Danish court delivers blow to Pirate Bay

A Danish court has forced Tele2 Denmark to stop internet users from accessing the Swedish file sharing site Pirate Bay.

Danish court delivers blow to Pirate Bay

The case was brought by recording industry association IFPI against Tele2 after the telecom operator refused to make decisions about which websites its customers could access, according to Danish computer magazine

But when IFPI took the case to the ‘fogderetten’, a Danish court which hears economic disputes, the court affirmed IFPI’s position in the matter.

Pirate Bay is a Swedish website which itself does not illegally distribute copyrighted material such as music and films.

However, by functioning as a portal for users who themselves make large portions of their hard drives accessible over the internet, Pirate Bay has allowed millions of file sharers to download copyrighted material free of charge.

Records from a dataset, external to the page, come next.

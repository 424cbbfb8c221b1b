//! Read-side query parameters and pagination.
//!
//! Queries are plain data. Both stores interpret them the same way, so the
//! in-memory store doubles as an executable description of the SQL.

use serde::{Deserialize, Serialize};

use stockyard_core::{ItemId, WarehouseId};

pub const DEFAULT_PER_PAGE: u32 = 15;
pub const MAX_PER_PAGE: u32 = 100;

/// Page-number pagination (1-based).
#[derive(Debug, Clone, Copy, PartialEq, Eq, Hash, Serialize, Deserialize)]
pub struct PageRequest {
    pub page: u32,
    pub per_page: u32,
}

impl Default for PageRequest {
    fn default() -> Self {
        Self {
            page: 1,
            per_page: DEFAULT_PER_PAGE,
        }
    }
}

impl PageRequest {
    pub fn new(page: Option<u32>, per_page: Option<u32>) -> Self {
        Self {
            page: page.unwrap_or(1).max(1),
            per_page: per_page.unwrap_or(DEFAULT_PER_PAGE).clamp(1, MAX_PER_PAGE),
        }
    }

    pub fn offset(&self) -> u64 {
        u64::from(self.page - 1) * u64::from(self.per_page)
    }

    /// Slice an already filtered and sorted result set.
    pub fn paginate<T>(&self, all: Vec<T>) -> Page<T> {
        let total = all.len() as u64;
        let data = all
            .into_iter()
            .skip(self.offset() as usize)
            .take(self.per_page as usize)
            .collect();
        Page::new(data, total, *self)
    }
}

/// One page of results with the counters clients render pagers from.
#[derive(Debug, Clone, PartialEq, Eq, Serialize, Deserialize)]
pub struct Page<T> {
    pub data: Vec<T>,
    pub current_page: u32,
    pub last_page: u32,
    pub per_page: u32,
    pub total: u64,
    pub from: Option<u64>,
    pub to: Option<u64>,
}

impl<T> Page<T> {
    pub fn new(data: Vec<T>, total: u64, request: PageRequest) -> Self {
        let per_page = u64::from(request.per_page);
        let last_page = total.div_ceil(per_page).max(1);
        let (from, to) = if data.is_empty() {
            (None, None)
        } else {
            let first = request.offset() + 1;
            (Some(first), Some(first + data.len() as u64 - 1))
        };
        Self {
            data,
            current_page: request.page,
            last_page: u32::try_from(last_page).unwrap_or(u32::MAX),
            per_page: request.per_page,
            total,
            from,
            to,
        }
    }

    pub fn map<U>(self, f: impl FnMut(T) -> U) -> Page<U> {
        Page {
            data: self.data.into_iter().map(f).collect(),
            current_page: self.current_page,
            last_page: self.last_page,
            per_page: self.per_page,
            total: self.total,
            from: self.from,
            to: self.to,
        }
    }
}

/// Filters for the balance listing.
#[derive(Debug, Clone, Default, PartialEq, Eq, Hash, Serialize, Deserialize)]
pub struct BalanceQuery {
    pub item_id: Option<ItemId>,
    pub warehouse_id: Option<WarehouseId>,
    /// Case-insensitive substring over the item's descriptive fields.
    pub search: Option<String>,
    pub min_quantity: Option<i64>,
    pub max_quantity: Option<i64>,
    /// Only balances sitting below their item's minimum.
    pub low_stock_only: bool,
    pub page: PageRequest,
}

#[derive(Debug, Clone, Copy, PartialEq, Eq, Hash, Serialize, Deserialize)]
#[serde(rename_all = "snake_case")]
pub enum ItemStatus {
    Active,
    Inactive,
}

#[derive(Debug, Clone, Copy, PartialEq, Eq, Hash, Serialize, Deserialize)]
#[serde(rename_all = "snake_case")]
pub enum StockStatus {
    /// Some balance is below the item's minimum.
    LowStock,
    /// No balance holds any units.
    OutOfStock,
}

#[derive(Debug, Clone, Copy, Default, PartialEq, Eq, Hash, Serialize, Deserialize)]
#[serde(rename_all = "snake_case")]
pub enum ItemSortField {
    #[default]
    Name,
    Sku,
    Category,
    Brand,
    CreatedAt,
    TotalQuantity,
}

#[derive(Debug, Clone, Copy, Default, PartialEq, Eq, Hash, Serialize, Deserialize)]
#[serde(rename_all = "snake_case")]
pub enum SortOrder {
    #[default]
    Asc,
    Desc,
}

/// Filters for the item listing and search endpoints.
#[derive(Debug, Clone, Default, PartialEq, Eq, Hash, Serialize, Deserialize)]
pub struct ItemQuery {
    pub search: Option<String>,
    pub category: Option<String>,
    pub brand: Option<String>,
    pub status: Option<ItemStatus>,
    pub stock_status: Option<StockStatus>,
    /// Some balance holds at least this many units.
    pub min_stock: Option<i64>,
    /// Some balance holds at most this many units.
    pub max_stock: Option<i64>,
    pub sort_by: ItemSortField,
    pub sort_order: SortOrder,
    pub page: PageRequest,
}

/// Filters for the transfer ledger listing. Newest entries first.
#[derive(Debug, Clone, Default, PartialEq, Eq, Hash, Serialize, Deserialize)]
pub struct TransferQuery {
    pub item_id: Option<ItemId>,
    /// Entries moving stock into or out of this warehouse.
    pub warehouse_id: Option<WarehouseId>,
    pub page: PageRequest,
}

/// Values available to the item listing's facet filters.
#[derive(Debug, Clone, Default, PartialEq, Eq, Serialize, Deserialize)]
pub struct FilterOptions {
    pub categories: Vec<String>,
    pub brands: Vec<String>,
}

#[cfg(test)]
mod tests {
    use super::*;

    #[test]
    fn page_request_clamps_inputs() {
        let req = PageRequest::new(Some(0), Some(1000));
        assert_eq!(req.page, 1);
        assert_eq!(req.per_page, MAX_PER_PAGE);
        assert_eq!(PageRequest::new(None, None).per_page, DEFAULT_PER_PAGE);
    }

    #[test]
    fn paginate_reports_bounds() {
        let req = PageRequest::new(Some(2), Some(4));
        let page = req.paginate((1..=10).collect::<Vec<_>>());
        assert_eq!(page.data, vec![5, 6, 7, 8]);
        assert_eq!(page.total, 10);
        assert_eq!(page.last_page, 3);
        assert_eq!(page.from, Some(5));
        assert_eq!(page.to, Some(8));
    }

    #[test]
    fn empty_result_has_one_page_and_no_bounds() {
        let page = PageRequest::default().paginate(Vec::<u8>::new());
        assert_eq!(page.last_page, 1);
        assert_eq!(page.from, None);
        assert_eq!(page.to, None);
    }
}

To stop access to Pirate Bay is technically possible, but it is also relatively easy to get around.

IFPI will now inform all other internet service providers in Denmark of the decision in the hopes that they will also prohibit their users from accessing the Pirate Bay.

IFPI’s Swedish chapter has already started an investigation into whether a similar blockade could be implemented in Sweden.

“We’re certainly exploring all possibilities. Naturally, we think that all serious operators should shut out Pirate Bay,” said IFPI-Sweden’s Lars Gustafsson to newspaper Sydsvenskan.